SGP140: identification of a novel component on human polymorphonuclear leukocyte cell surface involved in chemotactic and phagocytic activities.

SGP140, which has been isolated as the major sialoglycoprotein of 140 kd molecular weight from a human T-leukemic cell line, was identified on the cell surface of polymorphonuclear leukocytes (PMNs). Specific antibody against SGP140 was prepared in rabbits and was used to probe the function of SGP140 on PMNs in this study. PMNs from healthy donors that were treated with the anti-SGP140 IgG showed remarkably diminished chemotactic as well as phagocytic activity. Phagocytosis of both C3- and IgG-opsonized particles were affected similarly by the antibody treatment.
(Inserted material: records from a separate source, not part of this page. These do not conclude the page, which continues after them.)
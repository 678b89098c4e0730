//! Pure mapping from posts to card view models.
//!
//! Nothing here touches the terminal: the output is plain data that the
//! renderer draws and tests inspect directly.

use postboard_core::{Post, UserFilter, UserLookup};
use std::borrow::Cow;

/// Maximum number of body characters shown on a card
pub const PREVIEW_CHAR_LIMIT: usize = 150;
/// Marker appended to a truncated body
pub const ELLIPSIS: &str = "...";
/// Author label used when a post's user is not in the lookup table
pub const UNKNOWN_AUTHOR: &str = "Usuario desconocido";
/// Label of the selector option that disables the author filter
pub const ALL_USERS_LABEL: &str = "Todos los usuarios";

/// Display data for a single post card
#[derive(Debug, Clone, PartialEq, Eq)]
pub struct PostCard {
    /// Resolved author name, or [`UNKNOWN_AUTHOR`]
    pub author_name: String,
    /// Resolved author email, empty when the author is unknown
    pub author_email: String,
    /// Post id prefixed with `#`
    pub id_label: String,
    /// Post title, verbatim
    pub title: String,
    /// Body preview, truncated to [`PREVIEW_CHAR_LIMIT`] characters
    pub preview: String,
}

/// Result of rendering a post subset.
#[derive(Debug, Clone, PartialEq, Eq, Default)]
pub enum PostView {
    /// Nothing matched: the grid is hidden and the no-results panel shown
    #[default]
    Empty,
    /// Cards to show in the grid, in input order
    Cards(Vec<PostCard>),
}

impl PostView {
    /// Cards in this view (empty slice for [`PostView::Empty`])
    pub fn cards(&self) -> &[PostCard] {
        match self {
            Self::Empty => &[],
            Self::Cards(cards) => cards,
        }
    }

    /// Whether this is the empty state
    pub fn is_empty(&self) -> bool {
        matches!(self, Self::Empty)
    }
}

/// One entry of the author selector
#[derive(Debug, Clone, PartialEq, Eq)]
pub struct UserOption {
    /// Text shown in the selector
    pub label: String,
    /// Filter applied when this option is selected
    pub value: UserFilter,
}

/// Truncates `body` to [`PREVIEW_CHAR_LIMIT`] characters, appending [`ELLIPSIS`]
/// only when something was cut.
pub fn preview_body(body: &str) -> Cow<'_, str> {
    match body.char_indices().nth(PREVIEW_CHAR_LIMIT) {
        Some((cut, _)) => Cow::Owned(format!("{}{ELLIPSIS}", &body[..cut])),
        None => Cow::Borrowed(body),
    }
}

/// Builds the card for `post`, resolving its author through `users`.
pub fn build_card(post: &Post, users: &UserLookup) -> PostCard {
    let author = users.author_of(post);
    PostCard {
        author_name: author.map_or_else(|| UNKNOWN_AUTHOR.to_owned(), |user| user.name.clone()),
        author_email: author.map(|user| user.email.clone()).unwrap_or_default(),
        id_label: format!("#{}", post.id),
        title: post.title.clone(),
        preview: preview_body(&post.body).into_owned(),
    }
}

/// Maps a post subset to the view shown in place of the previous one.
pub fn render_posts(posts: &[&Post], users: &UserLookup) -> PostView {
    if posts.is_empty() {
        return PostView::Empty;
    }
    PostView::Cards(posts.iter().map(|post| build_card(post, users)).collect())
}

/// Selector options: "all users" first, then one per user in lookup order.
pub fn render_user_options(users: &UserLookup) -> Vec<UserOption> {
    let mut options = Vec::with_capacity(users.len() + 1);
    options.push(UserOption {
        label: ALL_USERS_LABEL.to_owned(),
        value: UserFilter::All,
    });
    options.extend(users.iter().map(|user| UserOption {
        label: user.name.clone(),
        value: UserFilter::User(user.id),
    }));
    options
}
//! Search and theme operations triggered from the keyboard

use postboard_core::PostFilter;
use ratatui::backend::Backend;

use super::tui_app::TuiApp;
use crate::ui::layout;
use crate::ui::state::LoadState;
use crate::ui::view::render_posts;

impl<B: Backend> TuiApp<B> {
    /// Applies the current search text and author selection and replaces
    /// the rendered view with the result.
    ///
    /// Does nothing until the data is loaded.
    pub(super) fn trigger_search(&mut self) {
        if self.state.load_state() != LoadState::Ready {
            tracing::debug!("Search ignored in {:?}", self.state.load_state());
            return;
        }

        let filter = PostFilter::new(
            self.search_input.text(),
            self.state.selector().selected_filter(),
        );
        let matches = self.store.search(&filter);
        tracing::info!(
            "Search '{}' with {:?} matched {} posts",
            filter.search(),
            filter.user(),
            matches.len()
        );

        let view = render_posts(&matches, self.store.users());
        self.state.show_view(view);
    }

    /// Scrolls the card grid by `delta` rows, clamped to the content
    pub(super) fn scroll_grid(&mut self, delta: isize) {
        let max_scroll = self.max_grid_scroll();
        let current = self.state.grid_scroll.min(max_scroll);
        self.state.grid_scroll = current.saturating_add_signed(delta).min(max_scroll);
    }

    /// Scrolls the card grid to the last page
    pub(super) fn scroll_grid_to_end(&mut self) {
        self.state.grid_scroll = self.max_grid_scroll();
    }

    fn max_grid_scroll(&self) -> usize {
        layout::max_scroll(
            self.state.view().cards().len(),
            self.layout_cache.columns(),
            self.layout_cache.visible_rows(),
        )
    }

    /// Cycles to the next theme and saves it to the config file
    pub(super) fn cycle_theme(&mut self) {
        let new_theme = self.renderer.theme().next();
        self.renderer.set_theme(new_theme);
        self.config.ui.theme = new_theme;

        if let Some(path) = &self.config_path
            && let Err(error) = self.config.save_to_file(path)
        {
            tracing::warn!("Failed to save theme to {}: {error}", path.display());
        }
    }
}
The antibody neither affected cell adhesion and spreading over substrate, nor did it disturb the other functions of PMNs, i.e., enzyme release and superoxide generation. N-formyl-methionyl-leucyl-phenylalanine did not stimulate SGP140 expression on cell surfaces. We present evidence that SGP140 is distinct from the glycoprotein family (Mac-1, LFA-1, and p150/95 [CDw 18]) that performs adhesive reactions of leukocytes. We propose that SGP140 is a novel molecule on the human PMN cell surface that is involved both in chemotactic and phagocytic activities.